▶ **Aim of the task**:
The material below must be retyped in full, with every line kept exactly as it is.

▶ **Supplied data**:

-=-=-

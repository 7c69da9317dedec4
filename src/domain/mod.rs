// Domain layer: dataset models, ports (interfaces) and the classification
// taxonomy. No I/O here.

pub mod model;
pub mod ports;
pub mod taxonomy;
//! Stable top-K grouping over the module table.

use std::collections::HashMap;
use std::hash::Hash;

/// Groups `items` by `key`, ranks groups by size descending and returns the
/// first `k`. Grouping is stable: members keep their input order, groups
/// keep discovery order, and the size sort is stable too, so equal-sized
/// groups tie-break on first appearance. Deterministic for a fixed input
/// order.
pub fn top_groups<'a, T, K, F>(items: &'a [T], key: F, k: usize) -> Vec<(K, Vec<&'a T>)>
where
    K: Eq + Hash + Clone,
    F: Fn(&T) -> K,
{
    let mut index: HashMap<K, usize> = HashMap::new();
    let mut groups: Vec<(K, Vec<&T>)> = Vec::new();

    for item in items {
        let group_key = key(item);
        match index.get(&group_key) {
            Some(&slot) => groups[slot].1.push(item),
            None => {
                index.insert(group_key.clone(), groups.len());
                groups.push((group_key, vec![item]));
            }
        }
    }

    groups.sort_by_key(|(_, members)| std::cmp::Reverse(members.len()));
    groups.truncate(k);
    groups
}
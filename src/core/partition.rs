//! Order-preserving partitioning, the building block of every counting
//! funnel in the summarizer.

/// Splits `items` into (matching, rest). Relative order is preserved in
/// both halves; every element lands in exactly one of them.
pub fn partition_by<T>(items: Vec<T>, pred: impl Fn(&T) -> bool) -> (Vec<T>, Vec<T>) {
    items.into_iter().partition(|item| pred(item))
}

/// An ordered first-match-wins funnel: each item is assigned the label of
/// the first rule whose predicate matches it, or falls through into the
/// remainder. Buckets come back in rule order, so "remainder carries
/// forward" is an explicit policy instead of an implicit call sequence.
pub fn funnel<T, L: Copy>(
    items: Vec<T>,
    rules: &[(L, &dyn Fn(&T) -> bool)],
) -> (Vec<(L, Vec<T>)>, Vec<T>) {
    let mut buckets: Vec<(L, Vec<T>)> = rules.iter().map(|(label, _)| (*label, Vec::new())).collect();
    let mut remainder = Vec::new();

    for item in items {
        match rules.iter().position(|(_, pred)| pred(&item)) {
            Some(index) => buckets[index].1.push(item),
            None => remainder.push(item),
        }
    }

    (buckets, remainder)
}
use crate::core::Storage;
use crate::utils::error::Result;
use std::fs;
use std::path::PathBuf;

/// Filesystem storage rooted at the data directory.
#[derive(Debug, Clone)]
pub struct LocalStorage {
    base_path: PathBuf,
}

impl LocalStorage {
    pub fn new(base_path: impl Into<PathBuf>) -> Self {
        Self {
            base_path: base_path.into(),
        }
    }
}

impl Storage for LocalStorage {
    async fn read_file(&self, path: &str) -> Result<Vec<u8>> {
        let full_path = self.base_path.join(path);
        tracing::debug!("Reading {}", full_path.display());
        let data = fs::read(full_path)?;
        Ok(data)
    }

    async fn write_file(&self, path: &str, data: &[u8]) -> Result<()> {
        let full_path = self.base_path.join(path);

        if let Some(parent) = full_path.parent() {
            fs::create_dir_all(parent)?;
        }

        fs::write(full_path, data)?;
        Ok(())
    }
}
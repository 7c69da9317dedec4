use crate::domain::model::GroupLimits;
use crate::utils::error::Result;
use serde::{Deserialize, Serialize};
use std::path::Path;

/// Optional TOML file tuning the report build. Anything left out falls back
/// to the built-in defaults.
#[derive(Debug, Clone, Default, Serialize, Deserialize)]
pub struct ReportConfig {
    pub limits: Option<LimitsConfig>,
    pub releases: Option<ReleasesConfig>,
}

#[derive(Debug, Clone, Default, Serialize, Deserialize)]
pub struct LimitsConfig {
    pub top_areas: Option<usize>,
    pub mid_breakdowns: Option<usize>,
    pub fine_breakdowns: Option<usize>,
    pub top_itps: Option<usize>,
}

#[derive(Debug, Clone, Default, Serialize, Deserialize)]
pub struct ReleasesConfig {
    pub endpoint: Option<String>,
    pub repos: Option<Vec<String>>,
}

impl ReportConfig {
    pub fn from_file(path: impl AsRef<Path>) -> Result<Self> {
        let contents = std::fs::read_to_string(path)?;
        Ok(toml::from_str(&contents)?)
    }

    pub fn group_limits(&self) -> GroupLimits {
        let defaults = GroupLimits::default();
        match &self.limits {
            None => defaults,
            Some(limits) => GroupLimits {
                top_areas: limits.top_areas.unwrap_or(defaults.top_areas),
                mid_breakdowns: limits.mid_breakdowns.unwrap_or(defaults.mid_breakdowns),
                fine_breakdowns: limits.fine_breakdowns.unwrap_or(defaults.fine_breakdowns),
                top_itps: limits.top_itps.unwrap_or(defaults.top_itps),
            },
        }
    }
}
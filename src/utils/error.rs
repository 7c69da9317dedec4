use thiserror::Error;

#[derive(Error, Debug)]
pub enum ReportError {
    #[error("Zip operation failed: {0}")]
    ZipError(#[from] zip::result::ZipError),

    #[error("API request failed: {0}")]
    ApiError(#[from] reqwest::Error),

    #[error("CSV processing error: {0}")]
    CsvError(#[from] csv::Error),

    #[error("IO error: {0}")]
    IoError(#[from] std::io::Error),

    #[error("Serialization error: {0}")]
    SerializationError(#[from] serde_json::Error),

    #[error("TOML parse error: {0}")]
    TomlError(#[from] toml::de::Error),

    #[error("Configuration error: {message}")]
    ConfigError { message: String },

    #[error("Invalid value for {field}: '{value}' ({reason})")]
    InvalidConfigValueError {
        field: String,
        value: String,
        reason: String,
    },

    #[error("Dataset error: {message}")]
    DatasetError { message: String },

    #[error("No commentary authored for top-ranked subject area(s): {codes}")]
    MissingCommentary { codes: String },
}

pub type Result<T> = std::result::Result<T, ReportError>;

-=-=-

▶ **Answer section**:
repository 7c69da9317dedec4
filename src/domain/mod.rs
// Domain layer: dataset models, ports (interfaces) and the classification
// taxonomy. No I/O here.

pub mod model;
pub mod ports;
pub mod taxonomy;
//! Stable top-K grouping over the module table.

use std::collections::HashMap;
use std::hash::Hash;

/// Groups `items` by `key`, ranks groups by size descending and returns the
/// first `k`. Grouping is stable: members keep their input order, groups
/// keep discovery order, and the size sort is stable too, so equal-sized
/// groups tie-break on first appearance. Deterministic for a fixed input
/// order.
pub fn top_groups<'a, T, K, F>(items: &'a [T], key: F, k: usize) -> Vec<(K, Vec<&'a T>)>
where
    K: Eq + Hash + Clone,
    F: Fn(&T) -> K,
{
    let mut index: HashMap<K, usize> = HashMap::new();
    let mut groups: Vec<(K, Vec<&T>)> = Vec::new();

    for item in items {
        let group_key = key(item);
        match index.get(&group_key) {
            Some(&slot) => groups[slot].1.push(item),
            None => {
                index.insert(group_key.clone(), groups.len());
                groups.push((group_key, vec![item]));
            }
        }
    }

    groups.sort_by_key(|(_, members)| std::cmp::Reverse(members.len()));
    groups.truncate(k);
    groups
}
filename src/core/partition.rs
//! Order-preserving partitioning, the building block of every counting
//! funnel in the summarizer.

/// Splits `items` into (matching, rest). Relative order is preserved in
/// both halves; every element lands in exactly one of them.
pub fn partition_by<T>(items: Vec<T>, pred: impl Fn(&T) -> bool) -> (Vec<T>, Vec<T>) {
    items.into_iter().partition(|item| pred(item))
}

/// An ordered first-match-wins funnel: each item is assigned the label of
/// the first rule whose predicate matches it, or falls through into the
/// remainder. Buckets come back in rule order, so "remainder carries
/// forward" is an explicit policy instead of an implicit call sequence.
pub fn funnel<T, L: Copy>(
    items: Vec<T>,
    rules: &[(L, &dyn Fn(&T) -> bool)],
) -> (Vec<(L, Vec<T>)>, Vec<T>) {
    let mut buckets: Vec<(L, Vec<T>)> = rules.iter().map(|(label, _)| (*label, Vec::new())).collect();
    let mut remainder = Vec::new();

    for item in items {
        match rules.iter().position(|(_, pred)| pred(&item)) {
            Some(index) => buckets[index].1.push(item),
            None => remainder.push(item),
        }
    }

    (buckets, remainder)
}
use crate::core::Storage;
use crate::utils::error::Result;
use std::fs;
use std::path::PathBuf;

/// Filesystem storage rooted at the data directory.
#[derive(Debug, Clone)]
pub struct LocalStorage {
    base_path: PathBuf,
}

impl LocalStorage {
    pub fn new(base_path: impl Into<PathBuf>) -> Self {
        Self {
            base_path: base_path.into(),
        }
    }
}

impl Storage for LocalStorage {
    async fn read_file(&self, path: &str) -> Result<Vec<u8>> {
        let full_path = self.base_path.join(path);
        tracing::debug!("Reading {}", full_path.display());
        let data = fs::read(full_path)?;
        Ok(data)
    }

    async fn write_file(&self, path: &str, data: &[u8]) -> Result<()> {
        let full_path = self.base_path.join(path);

        if let Some(parent) = full_path.parent() {
            fs::create_dir_all(parent)?;
        }

        fs::write(full_path, data)?;
        Ok(())
    }
}
repository 7c69da9317dedec4
use crate::domain::model::GroupLimits;
use crate::utils::error::Result;
use serde::{Deserialize, Serialize};
use std::path::Path;

/// Optional TOML file tuning the report build. Anything left out falls back
/// to the built-in defaults.
#[derive(Debug, Clone, Default, Serialize, Deserialize)]
pub struct ReportConfig {
    pub limits: Option<LimitsConfig>,
    pub releases: Option<ReleasesConfig>,
}

#[derive(Debug, Clone, Default, Serialize, Deserialize)]
pub struct LimitsConfig {
    pub top_areas: Option<usize>,
    pub mid_breakdowns: Option<usize>,
    pub fine_breakdowns: Option<usize>,
    pub top_itps: Option<usize>,
}

#[derive(Debug, Clone, Default, Serialize, Deserialize)]
pub struct ReleasesConfig {
    pub endpoint: Option<String>,
    pub repos: Option<Vec<String>>,
}

impl ReportConfig {
    pub fn from_file(path: impl AsRef<Path>) -> Result<Self> {
        let contents = std::fs::read_to_string(path)?;
        Ok(toml::from_str(&contents)?)
    }

    pub fn group_limits(&self) -> GroupLimits {
        let defaults = GroupLimits::default();
        match &self.limits {
            None => defaults,
            Some(limits) => GroupLimits {
                top_areas: limits.top_areas.unwrap_or(defaults.top_areas),
                mid_breakdowns: limits.mid_breakdowns.unwrap_or(defaults.mid_breakdowns),
                fine_breakdowns: limits.fine_breakdowns.unwrap_or(defaults.fine_breakdowns),
                top_itps: limits.top_itps.unwrap_or(defaults.top_itps),
            },
        }
    }
}
filename src/utils/error.rs
repository 7c69da9317dedec4
use thiserror::Error;

#[derive(Error, Debug)]
pub enum ReportError {
    #[error("Zip operation failed: {0}")]
    ZipError(#[from] zip::result::ZipError),

    #[error("API request failed: {0}")]
    ApiError(#[from] reqwest::Error),

    #[error("CSV processing error: {0}")]
    CsvError(#[from] csv::Error),

    #[error("IO error: {0}")]
    IoError(#[from] std::io::Error),

    #[error("Serialization error: {0}")]
    SerializationError(#[from] serde_json::Error),

    #[error("TOML parse error: {0}")]
    TomlError(#[from] toml::de::Error),

    #[error("Configuration error: {message}")]
    ConfigError { message: String },

    #[error("Invalid value for {field}: '{value}' ({reason})")]
    InvalidConfigValueError {
        field: String,
        value: String,
        reason: String,
    },

    #[error("Dataset error: {message}")]
    DatasetError { message: String },

    #[error("No commentary authored for top-ranked subject area(s): {codes}")]
    MissingCommentary { codes: String },
}

pub type Result<T> = std::result::Result<T, ReportError>;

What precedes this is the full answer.